Re: Flashing lights - apologies, I was guilty of this, mainly as a means of conserving battery too, and never really thought about it as being a distraction. Likewise, I'll remember this in future.


----------



## slowmotion (21 Oct 2013)

I'm afraid I was guilty of flashing. Sorry.


----------



## dellzeqq (21 Oct 2013)

slowmotion said:


> I'm afraid I was guilty of flashing. Sorry.


sig line alert!


----------



## CharlieB (21 Oct 2013)

Four years of commuting through NW London has taught me one flashing, one steady. Apologies. 
As for waymarking, if you get really bored waiting for the TECs, you can always play with the bendy bollards that are springing up (geddit?) everywhere.
A fab night out - too warm even.
Thanks to everyone. Is that the first time we've got to Faversham and it's still dark?


----------



## Tim Hall (21 Oct 2013)

Umm, as one who couldn't do this ride, where are the pictures? I've seen deptfordmarmoset's, but surely there must be others.


----------



## Aperitif (21 Oct 2013)

Flashing in slow motion is a sight to behold. I'm sure many would like to be as old.
Congratulations on your personal milestone, Ian - not just for the number 100 but for the dedication in counting them! May you still be writing on your 1000th. (18 years at one a week - approx)
Great photo essays everyone. I hope you all bought Fay a drink, and - I'm sorry I missed you, Frank. One day.


----------



## Aperitif (21 Oct 2013)

Great mindless think alike...


----------



## Flying Dodo (21 Oct 2013)

I very nearly didn't do this ride. On Thursday night at about 8 pm, my left elbow suddenly starting burning and becoming very painful, all within 30 minutes. It swelled up, and being so painful meant I didn't get a lot of sleep as we didn't have any painkillers in the house. Friday morning saw me nipping out to get some ibuprofen which seemed to help a bit, although according to the doctor I saw Friday afternoon, I've got bursitis, so hopefully the antibiotics I've now got will sort it out. As the elbow felt ok-ish, and I didn't want to be a party pooper, I headed off to London.

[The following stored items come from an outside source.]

//! # Immutable Flushed Pages
//!
//! A `Page` is one flushed unit of the exchange format: a buffer truncated
//! to its written length plus the two reference lists its fixed region
//! indexes into. Pages are created only by a builder's flush, are never
//! mutated, and are consumed once - either read by a `PageReader` or
//! forwarded by an output to a later stage. Dropping the page releases the
//! buffer back to its allocator.
//!
//! The reference lists are page-scoped: a 4-byte index stored in a record
//! slot addresses this page's list only and is meaningless anywhere else.

use eyre::Result;
use serde_json::Value as JsonValue;

use crate::memory::Buffer;
use crate::page::layout::PAGE_HEADER_SIZE;

#[derive(Debug)]
pub struct Page {
    buffer: Buffer,
    string_references: Vec<String>,
    json_references: Vec<JsonValue>,
}

impl Page {
    pub(crate) fn new(
        buffer: Buffer,
        string_references: Vec<String>,
        json_references: Vec<JsonValue>,
    ) -> Self {
        debug_assert!(buffer.limit() >= PAGE_HEADER_SIZE);
        Self {
            buffer,
            string_references,
            json_references,
        }
    }

    /// Number of whole records in this page, as written in the page header.
    pub fn record_count(&self) -> usize {
        let bytes = self.buffer.as_slice();
        i32::from_le_bytes([bytes[0], bytes[1], bytes[2], bytes[3]]) as usize
    }

    /// The written portion of the page buffer.
    pub fn bytes(&self) -> &[u8] {
        self.buffer.as_slice()
    }

    pub fn string_reference(&self, index: u32) -> Result<&str> {
        self.string_references
            .get(index as usize)
            .map(String::as_str)
            .ok_or_else(|| {
                eyre::eyre!(
                    "string reference {} out of range ({} in page)",
                    index,
                    self.string_references.len()
                )
            })
    }

    pub fn json_reference(&self, index: u32) -> Result<&JsonValue> {
        self.json_references.get(index as usize).ok_or_else(|| {
            eyre::eyre!(
                "json reference {} out of range ({} in page)",
                index,
                self.json_references.len()
            )
        })
    }

    pub fn string_reference_count(&self) -> usize {
        self.string_references.len()
    }

    pub fn json_reference_count(&self) -> usize {
        self.json_references.len()
    }

    /// Returns the page's buffer to its allocator. Equivalent to dropping
    /// the page.
    pub fn release(self) {}
}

At the magic hour of midnight, after the peloton had departed, I stayed behind at HPC with the Speed Skaters, as their star champion Tanya was slightly delayed, and Andy wasn't 100% sure of the route. So we then had a fast dash up to Westminster, only to catch everyone up as soon as we turned onto the Embankment. I let the Speed Skaters race ahead, and proceeded to loiter at the back. It's always a delight when Susie gets asked to be the All Up Lady, as not only is she always laughing, but we end up having some quite esoteric discussions about a very wide range of topics. Suffice to say, that Susie can now recognise most people without looking at your faces.......

What a night! That's one of the many thoughts running through my head, as we powered our way through the mean streets of London. Although that also set me off along the lines of the Four Seasons Song. In fact, I'm not sure why, but just recently I've been making a few musical connections with the FNRttC. A few months ago I'd commented about Ride of the Valkyries for zooming down Reigate Hill, and for last month's Southend ride, I had the endless refrain of Love is all around in my head, although I think this was probably a combination of "Wet Wet Wet" and some of the song's lyrics, such as "I feel it in my fingers, I feel it in my toes", which just seemed to summarise the complete wetness of that ride.

Anyway, I'm digressing again. We had a brief halt somewhere around Deptford (I think) as we spotted a rider standing by the side of the road, as after checking it seemed his colleague had decided he needed something urgently in a corner shop. Rule No 44 - make sure you've got enough food & drink to keep you going! Shortly afterwards, a young lad cycled up to me, with a can of beer in his hand and asked what we were doing. After explaining it all, and inviting him to join us, he declined as he had to get home, but I'd given him the web site to google. In fact at the back I don't think we saw any unpleasant behaviour from road users, just a lot of curiosity and expressions of amazement and encouragement.

Arriving at Greenhithe, we could see there must have been a large rain cloud passing a bit in front of us, as the road was soaked, so we were very lucky, as I'd been expecting most of the ride to end up being quite wet. Uta's unfortunate puncture was dealt with quickly by Frank and we swept on, catching everyone else up in Gravesend, by the "specialist" club. And then finally we got out into the proper countryside and relative darkness for a short period, until we heaved to, at the bright lights of Strood, and Tim's family and friends who'd put on a magnificent feast and they didn't seem tired at all - unlike some of the riders who I'd noticed were doing a lot of inspecting the insides of their eyelids.......And speaking of inspecting, DZ's impromptu bike inspection was a nice idea, although it brought forward a few howls of indignation from some, who denied having flat or even squidgy tyres. Heading off again, we sadly didn't go via the submarine, but zoomed through Rochester. On turning left to go up Dock Road in Chatham, a group of local lads seemed impressed at us going through the bus station, which they referred to as "going through the sausage"!!?? Clearly that's about as exciting as it gets there, now that the Navy's no longer there!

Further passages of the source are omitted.